This archive report was first published on 25 August 2020.
Gail Sheehy, a trailblazing journalist and author, left an indelible mark on the literary world with her thought-provoking profiles of public figures and her keen observations of societal trends. Born on August 27, 1937, Sheehy's life was cut short on Monday at a hospital in Southampton, New York, at the age of 83.
Her daughter, Maura Sheehy, revealed that the cause of her death was complications from pneumonia.
Sheehy's remarkable career spanned decades, during which she studied anthropology with the renowned Margaret Mead. This foundation laid the groundwork for her to explore the cultural upheaval of the 1960s and 1970s, as well as gain psychological insights into the newsmakers she profiled, including Hillary Clinton, Margaret Thatcher, Mikhail Gorbachev, and both Presidents Bush.
As a star writer at New York magazine, Sheehy was encouraged by its founder, Clay Felker, to write 'big' stories.
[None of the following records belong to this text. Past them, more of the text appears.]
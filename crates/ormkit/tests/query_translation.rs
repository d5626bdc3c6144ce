use ormkit::prelude::*;
use ormkit::query::{
    EndsWithTranslator, MethodCall, MethodCallTranslator, MethodInfo, STRING_ENDS_WITH,
    STRING_TO_UPPER, TranslationError, Value,
};

static STRING_REVERSE: MethodInfo = MethodInfo::new("String", "Reverse", &[]);

fn model() -> Model {
    let mut builder =
        ModelBuilder::with_config(ModelBuilderConfig::new().provider(Provider::SqlServer)).unwrap();
    builder
        .entity(
            EntityShape::new("Blog")
                .member(MemberInfo::scalar("Id", ValueType::Int))
                .member(MemberInfo::scalar("Url", ValueType::Text)),
        )
        .unwrap()
        .to_table("Blogs", Some("dbo"))
        .unwrap();
    builder.finish().unwrap()
}

fn url_ends_with_and_id(suffix: &str, id: i64) -> Expr {
    Expr::member("Blog", "Url")
        .call(&STRING_ENDS_WITH, vec![Expr::parameter(suffix)])
        .and(Expr::member("Blog", "Id").eq(Expr::parameter(id)))
}

fn translate(registry: &TranslatorRegistry, expr: Expr, model: &Model) -> Expr {
    bind_members(registry.translate_expression(expr).unwrap(), model).unwrap()
}

#[test]
fn ends_with_renders_per_dialect() {
    let model = model();
    let registry = TranslatorRegistry::with_defaults();
    let expr = translate(&registry, url_ends_with_and_id("/rust", 7), &model);

    let (sql, params) = expr.to_sql_with_dialect(Dialect::SqlServer).unwrap();
    assert_eq!(
        sql,
        "([dbo].[Blogs].[Url] LIKE (N'%' + @p1)) AND ([dbo].[Blogs].[Id] = @p2)"
    );
    assert_eq!(params, vec![Value::from("/rust"), Value::Int(7)]);

    let (sql, _) = expr.to_sql().unwrap();
    assert_eq!(
        sql,
        "(\"dbo\".\"Blogs\".\"Url\" LIKE ('%' || $1)) AND (\"dbo\".\"Blogs\".\"Id\" = $2)"
    );
}

#[test]
fn nested_calls_translate_inside_out() {
    let model = model();
    let expr = Expr::member("Blog", "Url")
        .call(&STRING_TO_UPPER, vec![])
        .call(&STRING_ENDS_WITH, vec![Expr::literal("RS")]);
    let expr = translate(&TranslatorRegistry::with_defaults(), expr, &model);

    let (sql, params) = expr.to_sql_with_dialect(Dialect::Mysql).unwrap();
    assert_eq!(sql, "UPPER(`dbo`.`Blogs`.`Url`) LIKE (CONCAT('%', 'RS'))");
    assert!(params.is_empty());
}

struct EndsWithFunction;

impl MethodCallTranslator for EndsWithFunction {
    fn method(&self) -> &'static MethodInfo {
        &STRING_ENDS_WITH
    }

    fn rewrite(&self, call: &MethodCall) -> Option<Expr> {
        let object = call.object.as_deref()?.clone();
        let mut arguments = vec![object];
        arguments.extend(call.arguments.iter().cloned());
        Some(Expr::function("ENDS_WITH", arguments))
    }
}

#[test]
fn first_registered_translator_wins() {
    let model = model();
    let call = || Expr::member("Blog", "Url").call(&STRING_ENDS_WITH, vec![Expr::literal("x")]);

    let custom_first = TranslatorRegistry::new()
        .with(EndsWithFunction)
        .with(EndsWithTranslator);
    let (sql, _) = translate(&custom_first, call(), &model).to_sql().unwrap();
    assert_eq!(sql, "ENDS_WITH(\"dbo\".\"Blogs\".\"Url\", 'x')");

    let defaults_first = TranslatorRegistry::with_defaults().with(EndsWithFunction);
    let (sql, _) = translate(&defaults_first, call(), &model).to_sql().unwrap();
    assert_eq!(sql, "\"dbo\".\"Blogs\".\"Url\" LIKE ('%' || 'x')");
}

#[test]
fn unknown_method_is_reported() {
    let expr = Expr::member("Blog", "Url").call(&STRING_REVERSE, vec![]);
    let err = TranslatorRegistry::with_defaults()
        .translate_expression(expr)
        .unwrap_err();
    assert_eq!(
        err,
        TranslationError::UntranslatableMethod {
            method: "String.Reverse()".to_string()
        }
    );
}

#[test]
fn unknown_member_is_reported() {
    let model = model();
    let err = bind_members(Expr::member("Blog", "Title"), &model).unwrap_err();
    assert_eq!(
        err,
        TranslationError::UnknownMember {
            entity_type: "Blog".to_string(),
            member: "Title".to_string(),
        }
    );

    let err = bind_members(Expr::member("Post", "Id"), &model).unwrap_err();
    assert_eq!(err, TranslationError::UnknownEntityType("Post".to_string()));
}
//! Model builder configuration.

use ormkit_conventions::{
    ConventionSet, ConventionSetBuilder, CoreConventionSetBuilder, RelationalConventionSetBuilder,
    SqlServerConventionSetBuilder,
};

/// Which provider's conventions run on top of the core set.
#[derive(Debug, Clone, Copy, PartialEq, Eq, Default)]
pub enum Provider {
    /// Provider-agnostic conventions only.
    Core,
    /// Core plus table mapping.
    #[default]
    Relational,
    /// Relational plus SQL Server value generation.
    SqlServer,
}

/// Options for [`ModelBuilder`](crate::ModelBuilder).
#[derive(Debug, Clone, Copy, PartialEq, Eq)]
pub struct ModelBuilderConfig {
    /// Convention layer.
    pub provider: Provider,
    /// Pair navigations into relationships automatically.
    pub discover_relationships: bool,
}

impl Default for ModelBuilderConfig {
    fn default() -> Self {
        Self {
            provider: Provider::default(),
            discover_relationships: true,
        }
    }
}

impl ModelBuilderConfig {
    /// Create a configuration with default values.
    pub fn new() -> Self {
        Self::default()
    }

    /// Set the provider.
    pub fn provider(mut self, provider: Provider) -> Self {
        self.provider = provider;
        self
    }

    /// Enable or disable relationship discovery.
    pub fn discover_relationships(mut self, enabled: bool) -> Self {
        self.discover_relationships = enabled;
        self
    }

    /// Build the convention set this configuration describes.
    pub fn convention_set(&self) -> ConventionSet {
        let core = CoreConventionSetBuilder::new().discover_relationships(self.discover_relationships);
        match self.provider {
            Provider::Core => core.create_convention_set(),
            Provider::Relational => RelationalConventionSetBuilder::new(core).create_convention_set(),
            Provider::SqlServer => SqlServerConventionSetBuilder::new(
                RelationalConventionSetBuilder::new(core),
            )
            .create_convention_set(),
        }
    }
}
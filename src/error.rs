//! Error types for blogwatch.

use thiserror::Error;

/// Common error type for blogwatch.
#[derive(Error, Debug)]
pub enum BlogwatchError {
    /// Feed could not be fetched (transport failure, non-2xx status, oversized body).
    #[error("failed to fetch feed: {0}")]
    FeedFetch(String),

    /// Feed was fetched but its content could not be parsed.
    #[error("failed to parse feed: {0}")]
    FeedParse(String),

    /// Page to scrape could not be fetched.
    #[error("failed to fetch page: {0}")]
    ScrapeFetch(String),

    /// Page was fetched but could not be scraped (bad URL or selector).
    #[error("failed to parse page: {0}")]
    ScrapeParse(String),

    /// Database error.
    ///
    /// Errors from sqlx are automatically converted.
    #[error("database error: {0}")]
    Database(String),

    /// A database handle could not be opened.
    #[error("database connection error: {0}")]
    DatabaseConnection(String),

    /// I/O error.
    #[error("I/O error: {0}")]
    Io(#[from] std::io::Error),

    /// HTTP client construction error.
    #[error("HTTP client error: {0}")]
    Http(String),

    /// Validation error for user input.
    #[error("validation error: {0}")]
    Validation(String),

    /// Resource not found.
    #[error("{0} not found")]
    NotFound(String),

    /// Configuration error.
    #[error("configuration error: {0}")]
    Config(String),

    /// A scan worker task panicked or was aborted.
    #[error("scan worker failed: {0}")]
    Worker(String),
}

impl From<sqlx::Error> for BlogwatchError {
    fn from(e: sqlx::Error) -> Self {
        BlogwatchError::Database(e.to_string())
    }
}

/// Result type alias for blogwatch operations.
pub type Result<T> = std::result::Result<T, BlogwatchError>;
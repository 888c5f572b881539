//! Acquirer and thumbnail tests against wiremock servers.

mod common;

use std::time::Duration;

use blogwatch::http::build_client;
use blogwatch::thumbnail::{FeedMetadata, ThumbnailHints};
use blogwatch::{BlogwatchError, FeedAcquirer, ScrapeAcquirer, ThumbnailResolver};
use common::{html_page, mount_feed, mount_html, mount_status, rss_feed, test_settings};
use wiremock::matchers::{method, path};
use wiremock::{Mock, MockServer, ResponseTemplate};

const MAX_BYTES: u64 = 64 * 1024;

fn feed_acquirer() -> FeedAcquirer {
    let client = build_client(&test_settings()).unwrap();
    FeedAcquirer::new(client, Duration::from_secs(5), MAX_BYTES)
}

fn scrape_acquirer() -> ScrapeAcquirer {
    let client = build_client(&test_settings()).unwrap();
    ScrapeAcquirer::new(client, Duration::from_secs(5), MAX_BYTES)
}

fn thumbnail_resolver() -> ThumbnailResolver {
    let client = build_client(&test_settings()).unwrap();
    ThumbnailResolver::new(client, Duration::from_secs(2), MAX_BYTES)
}

#[tokio::test]
async fn test_discover_prefers_rss_link() {
    let server = MockServer::start().await;
    mount_html(
        &server,
        "/",
        html_page(
            r#"<link rel="alternate" type="application/atom+xml" href="/atom">
               <link rel="alternate" type="application/rss+xml" href="/rss">"#,
            "",
        ),
    )
    .await;

    let found = feed_acquirer().discover(&format!("{}/", server.uri())).await;
    assert_eq!(found, Some(format!("{}/rss", server.uri())));
}

#[tokio::test]
async fn test_discover_skips_invalid_candidates() {
    let server = MockServer::start().await;
    mount_html(&server, "/", html_page("", "<p>plain</p>")).await;
    // Serves HTML, not a feed.
    mount_html(&server, "/feed", html_page("", "<p>not a feed</p>")).await;
    // Parses, but has no title and no entries.
    mount_feed(
        &server,
        "/rss",
        r#"<?xml version="1.0"?><rss version="2.0"><channel></channel></rss>"#.to_string(),
    )
    .await;
    mount_feed(&server, "/atom.xml", rss_feed("Titled", &[])).await;

    let found = feed_acquirer().discover(&format!("{}/", server.uri())).await;
    assert_eq!(found, Some(format!("{}/atom.xml", server.uri())));
}

#[tokio::test]
async fn test_discover_nothing() {
    let server = MockServer::start().await;
    mount_status(&server, "/", 503).await;

    assert!(feed_acquirer()
        .discover(&format!("{}/", server.uri()))
        .await
        .is_none());
    assert!(feed_acquirer().discover("not a url").await.is_none());
}

#[tokio::test]
async fn test_parse_fetch_errors() {
    let server = MockServer::start().await;
    mount_status(&server, "/gone", 404).await;
    Mock::given(method("GET"))
        .and(path("/huge"))
        .respond_with(ResponseTemplate::new(200).set_body_string("x".repeat(MAX_BYTES as usize + 1)))
        .mount(&server)
        .await;

    let acquirer = feed_acquirer();

    let err = acquirer
        .parse(&format!("{}/gone", server.uri()))
        .await
        .unwrap_err();
    assert_eq!(err.to_string(), "failed to fetch feed: status 404");

    let err = acquirer
        .parse(&format!("{}/huge", server.uri()))
        .await
        .unwrap_err();
    assert!(matches!(err, BlogwatchError::FeedFetch(_)));
}

#[tokio::test]
async fn test_parse_malformed_feed() {
    let server = MockServer::start().await;
    mount_feed(&server, "/feed.xml", "This is not XML".to_string()).await;

    let err = feed_acquirer()
        .parse(&format!("{}/feed.xml", server.uri()))
        .await
        .unwrap_err();
    assert!(matches!(err, BlogwatchError::FeedParse(_)));
}

#[tokio::test]
async fn test_parse_feed_items() {
    let server = MockServer::start().await;
    mount_feed(
        &server,
        "/feed.xml",
        rss_feed(
            "Items",
            &[("One", "https://blog.example.com/1"), ("", "https://blog.example.com/2")],
        ),
    )
    .await;

    let parsed = feed_acquirer()
        .parse(&format!("{}/feed.xml", server.uri()))
        .await
        .unwrap();
    assert_eq!(parsed.meta.title.as_deref(), Some("Items"));
    assert_eq!(parsed.items.len(), 1);
    assert_eq!(parsed.items[0].url, "https://blog.example.com/1");
}

#[tokio::test]
async fn test_scrape_errors() {
    let server = MockServer::start().await;
    mount_html(&server, "/", html_page("", r#"<a href="/x">X</a>"#)).await;

    let acquirer = scrape_acquirer();

    let err = acquirer
        .scrape(&format!("{}/missing", server.uri()), "a")
        .await
        .unwrap_err();
    assert_eq!(err.to_string(), "failed to fetch page: status 404");

    let err = acquirer
        .scrape(&format!("{}/", server.uri()), "a[")
        .await
        .unwrap_err();
    assert!(matches!(err, BlogwatchError::ScrapeParse(_)));
}

#[tokio::test]
async fn test_scrape_invalid_page_url_is_parse_error() {
    let acquirer = scrape_acquirer();

    for page_url in ["not a url", "ftp://example.com/blog"] {
        let err = acquirer.scrape(page_url, "a").await.unwrap_err();
        assert!(
            matches!(err, BlogwatchError::ScrapeParse(_)),
            "{page_url}: {err:?}"
        );
    }
}

#[tokio::test]
async fn test_scrape_resolves_against_page() {
    let server = MockServer::start().await;
    mount_html(
        &server,
        "/blog/",
        html_page(
            "",
            r#"<ul><li><a href="first">First</a></li><li><a href="/second">Second</a></li></ul>"#,
        ),
    )
    .await;

    let items = scrape_acquirer()
        .scrape(&format!("{}/blog/", server.uri()), "li")
        .await
        .unwrap();
    let urls: Vec<_> = items.iter().map(|i| i.url.clone()).collect();
    assert_eq!(
        urls,
        [
            format!("{}/blog/first", server.uri()),
            format!("{}/second", server.uri())
        ]
    );
}

#[tokio::test]
async fn test_open_graph_follows_redirect() {
    let server = MockServer::start().await;
    Mock::given(method("GET"))
        .and(path("/old"))
        .respond_with(
            ResponseTemplate::new(301)
                .insert_header("location", format!("{}/new/post", server.uri()).as_str()),
        )
        .mount(&server)
        .await;
    mount_html(
        &server,
        "/new/post",
        html_page(r#"<meta property="og:image" content="cover.jpg">"#, ""),
    )
    .await;

    let resolved = thumbnail_resolver()
        .resolve(
            &format!("{}/old", server.uri()),
            &ThumbnailHints::default(),
            &FeedMetadata::default(),
        )
        .await;
    assert_eq!(resolved, Some(format!("{}/new/cover.jpg", server.uri())));
}

#[tokio::test]
async fn test_open_graph_missing() {
    let server = MockServer::start().await;
    mount_html(&server, "/post", html_page("", "<p>no meta</p>")).await;

    let resolver = thumbnail_resolver();
    assert!(resolver
        .from_open_graph(&format!("{}/post", server.uri()))
        .await
        .is_none());
    assert!(resolver
        .from_open_graph(&format!("{}/absent", server.uri()))
        .await
        .is_none());
}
One of her earliest articles took her on the road with Robert F. Kennedy's 1968 presidential campaign, where she wrote presciently about subjects that marked turns in the culture, including blended families and drug addiction.
Her 1972 New York magazine article, 'The Secret of Grey Gardens,' caused a sensation by revealing the little-known bohemian life of Edith Ewing Bouvier Beale, an aunt of Jacqueline Kennedy Onassis, and her daughter, known as Little Edie.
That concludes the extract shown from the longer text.